> _TASK DIRECTIONS_: How many lines in the records below contain the word "plain"? Answer with the number and nothing else.

- - - -

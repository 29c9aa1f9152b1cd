use serde::de::value::MapDeserializer;
use serde::Deserialize;
use serde_dotted::{dotted, DottedMap, DottedValue, Error, NestedMap};

fn sample() -> NestedMap {
    NestedMap::from_value(dotted!({ "a.b.c": 1, "x.y.z": 2 })).unwrap()
}

#[test]
fn test_from_dotted_pairs() {
    let map = sample();
    assert_eq!(
        map.into_value(),
        dotted!({ "a": { "b": { "c": 1 } }, "x": { "y": { "z": 2 } } })
    );
}

#[test]
fn test_from_pair_list() {
    let map = NestedMap::from_value(dotted!([["a.b", 1], ["c", "two"]])).unwrap();
    assert_eq!(map.into_value(), dotted!({ "a": { "b": 1 }, "c": "two" }));
}

#[test]
fn test_from_null_is_empty() {
    let map = NestedMap::from_value(DottedValue::Null).unwrap();
    assert!(map.is_empty());
}

#[test]
fn test_key_rejection() {
    let err = NestedMap::from_value(dotted!([[7, 1], ["b", 2]])).unwrap_err();
    assert!(matches!(err, Error::InvalidKey(_)));
}

#[test]
fn test_mapping_key_rejection_checks_every_entry() {
    let entries = vec![
        (dotted!("b"), dotted!(2)),
        (dotted!(7), dotted!(1)),
        (dotted!("c"), dotted!(3)),
    ];
    let source = MapDeserializer::<_, Error>::new(entries.into_iter());
    let err = NestedMap::deserialize(source).unwrap_err();
    assert!(matches!(err, Error::InvalidKey(_)));
    assert!(err.to_string().contains('7'));
}

#[test]
fn test_integer_keyed_mapping_rejected() {
    let source = MapDeserializer::<_, Error>::new(vec![(7, 1), (8, 2)].into_iter());
    let err = NestedMap::deserialize(source).unwrap_err();
    assert!(matches!(err, Error::InvalidKey(_)));
}

#[test]
fn test_string_keyed_mapping_expands_paths() {
    let source = MapDeserializer::<_, Error>::new(vec![("a.b", 1), ("a.c", 2)].into_iter());
    let map = NestedMap::deserialize(source).unwrap();
    assert_eq!(map.into_value(), dotted!({ "a": { "b": 1, "c": 2 } }));
}

#[test]
fn test_malformed_pairs() {
    let err = NestedMap::from_value(dotted!([["a", 1, 2]])).unwrap_err();
    assert!(matches!(err, Error::InvalidEntry(_)));

    let err = NestedMap::from_value(dotted!(["a"])).unwrap_err();
    assert!(matches!(err, Error::InvalidEntry(_)));
}

#[test]
fn test_invalid_source() {
    let err = NestedMap::from_value(dotted!("a.b")).unwrap_err();
    assert!(matches!(err, Error::InvalidSource(_)));

    let err = NestedMap::from_value(dotted!(5)).unwrap_err();
    assert!(matches!(err, Error::InvalidSource(_)));
}

#[test]
fn test_path_addressing() {
    let map = sample();
    assert_eq!(map.get("a.b.c").unwrap(), &dotted!(1));
    assert_eq!(map.get("a.b").unwrap(), &dotted!({ "c": 1 }));
    assert_eq!(map.get("a").unwrap(), &dotted!({ "b": { "c": 1 } }));
}

#[test]
fn test_prefix_containment() {
    let map = sample();
    for key in ["a", "a.b", "a.b.c", "x", "x.y", "x.y.z"] {
        assert!(map.contains(key), "{key} should be present");
    }
    for key in ["b", "a.c", "a.b.c.d", "x.y.z.w", ""] {
        assert!(!map.contains(key), "{key} should be absent");
    }
}

#[test]
fn test_get_missing() {
    let map = sample();
    let err = map.get("a.q").unwrap_err();
    assert_eq!(err, Error::key_not_found("a.q"));
    assert!(err.to_string().contains("a.q"));

    // below a leaf
    assert!(matches!(map.get("a.b.c.d"), Err(Error::KeyNotFound { .. })));
}

#[test]
fn test_get_mut() {
    let mut map = sample();
    *map.get_mut("a.b.c").unwrap() = dotted!("changed");
    assert_eq!(map.get("a.b.c").unwrap(), &dotted!("changed"));
    assert!(map.get_mut("missing").is_err());
}

#[test]
fn test_get_or() {
    let map = sample();
    let fallback = dotted!("fallback");
    assert_eq!(map.get_or("a.b.c", &fallback), &dotted!(1));
    assert_eq!(map.get_or("a.b.q", &fallback), &fallback);
}

#[test]
fn test_overwrite_leaf_with_branch() {
    let mut map = NestedMap::new();
    map.set("a", 1);
    map.set("a.b", 2);
    assert_eq!(map.into_value(), dotted!({ "a": { "b": 2 } }));
}

#[test]
fn test_overwrite_branch_with_leaf() {
    let mut map = sample();
    let previous = map.set("a", "flat");
    assert_eq!(previous, Some(dotted!({ "b": { "c": 1 } })));
    assert!(!map.contains("a.b"));
    assert_eq!(map.get("a").unwrap(), &dotted!("flat"));
}

#[test]
fn test_set_then_get() {
    let mut map = NestedMap::new();
    map.set("p.q.r", dotted!([1, 2]));
    map.set("p.s", true);
    assert_eq!(map.get("p.q.r").unwrap(), &dotted!([1, 2]));
    assert_eq!(map.get("p.s").unwrap(), &dotted!(true));
    assert_eq!(map.len(), 1);
}

#[test]
fn test_delete_does_not_prune() {
    let mut map = NestedMap::new();
    map.set("a.b.c", 1);
    assert_eq!(map.delete("a.b.c").unwrap(), dotted!(1));
    assert!(!map.contains("a.b.c"));
    assert!(map.contains("a.b"));
    assert_eq!(map.get("a.b").unwrap(), &dotted!({}));
}

#[test]
fn test_delete_subtree() {
    let mut map = sample();
    assert_eq!(map.delete("a").unwrap(), dotted!({ "b": { "c": 1 } }));
    assert!(!map.contains("a.b.c"));
    assert_eq!(map.len(), 1);
}

#[test]
fn test_delete_missing() {
    let mut map = sample();
    assert!(matches!(map.delete("a.z"), Err(Error::KeyNotFound { .. })));
    assert!(matches!(map.delete("a.b.c.d"), Err(Error::KeyNotFound { .. })));
    assert!(matches!(map.delete("nope.x"), Err(Error::KeyNotFound { .. })));
}

#[test]
fn test_pop() {
    let mut map = sample();
    assert_eq!(map.pop("x.y.z", DottedValue::Null), dotted!(2));
    assert_eq!(map.pop("x.y.z", dotted!("gone")), dotted!("gone"));
    assert!(map.contains("x.y"));
}

#[test]
fn test_pop_item() {
    let mut map = sample();
    let (key, value) = map.pop_item("a.b").unwrap();
    assert_eq!(key, "a.b");
    assert_eq!(value, dotted!({ "c": 1 }));
    assert!(map.pop_item("a.b").is_err());
}

#[test]
fn test_update_with_extra_pairs() {
    let mut map = NestedMap::from_value(dotted!({ "a": 1, "b": 2 })).unwrap();
    map.update(dotted!({ "c.d": 3 }), [("w", 10), ("x", 11), ("y", 12), ("z", 13)])
        .unwrap();
    assert_eq!(map.len(), 7);
    assert_eq!(map.get("c.d").unwrap(), &dotted!(3));
    assert_eq!(map.get("z").unwrap(), &dotted!(13));
}

#[test]
fn test_update_extra_pairs_apply_after_source() {
    let mut map = NestedMap::new();
    map.update(dotted!({ "k": "source" }), [("k", "extra")]).unwrap();
    assert_eq!(map.get("k").unwrap(), &dotted!("extra"));
}

#[test]
fn test_update_partial_application() {
    let mut map = NestedMap::new();
    let err = map
        .update(dotted!([["ok.first", 1], [7, 2], ["never", 3]]), [("extra", 4)])
        .unwrap_err();
    assert!(matches!(err, Error::InvalidKey(_)));
    assert_eq!(map.get("ok.first").unwrap(), &dotted!(1));
    assert!(!map.contains("never"));
    assert!(!map.contains("extra"));
}

#[test]
fn test_custom_separator() {
    let mut map = NestedMap::with_separator("/");
    map.set("a/b.c", 1);
    assert_eq!(map.separator(), "/");
    assert!(map.contains("a/b.c"));
    assert!(!map.contains("a/b"));
    assert_eq!(map.flatten().collect::<Vec<_>>(), vec![r#"a/b.c="1""#]);
}

#[test]
fn test_from_iterator_and_extend() {
    let mut map: NestedMap = vec![("a.b", 1), ("a.c", 2)].into_iter().collect();
    map.extend([("d", 3)]);
    assert_eq!(
        map.into_value(),
        dotted!({ "a": { "b": 1, "c": 2 }, "d": 3 })
    );
}

#[test]
fn test_from_dotted_map_expands_keys() {
    let mut plain = DottedMap::new();
    plain.insert("a.b".to_string(), dotted!(1));
    let map = NestedMap::from(plain);
    assert_eq!(map.as_map().get("a"), Some(&dotted!({ "b": 1 })));
}

#[test]
fn test_iteration_order() {
    let mut map = NestedMap::new();
    map.set("z", 1);
    map.set("a", 2);
    map.set("m.n", 3);
    let keys: Vec<&str> = map.iter().map(|(k, _)| k.as_str()).collect();
    assert_eq!(keys, vec!["z", "a", "m"]);
}

#[test]
fn test_flatten_uses_own_separator() {
    let map = sample();
    let lines: Vec<String> = map.flatten().collect();
    assert_eq!(lines, vec![r#"a.b.c="1""#, r#"x.y.z="2""#]);
}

- - - -

> _RESPONSE TO THE EXERCISE_: 3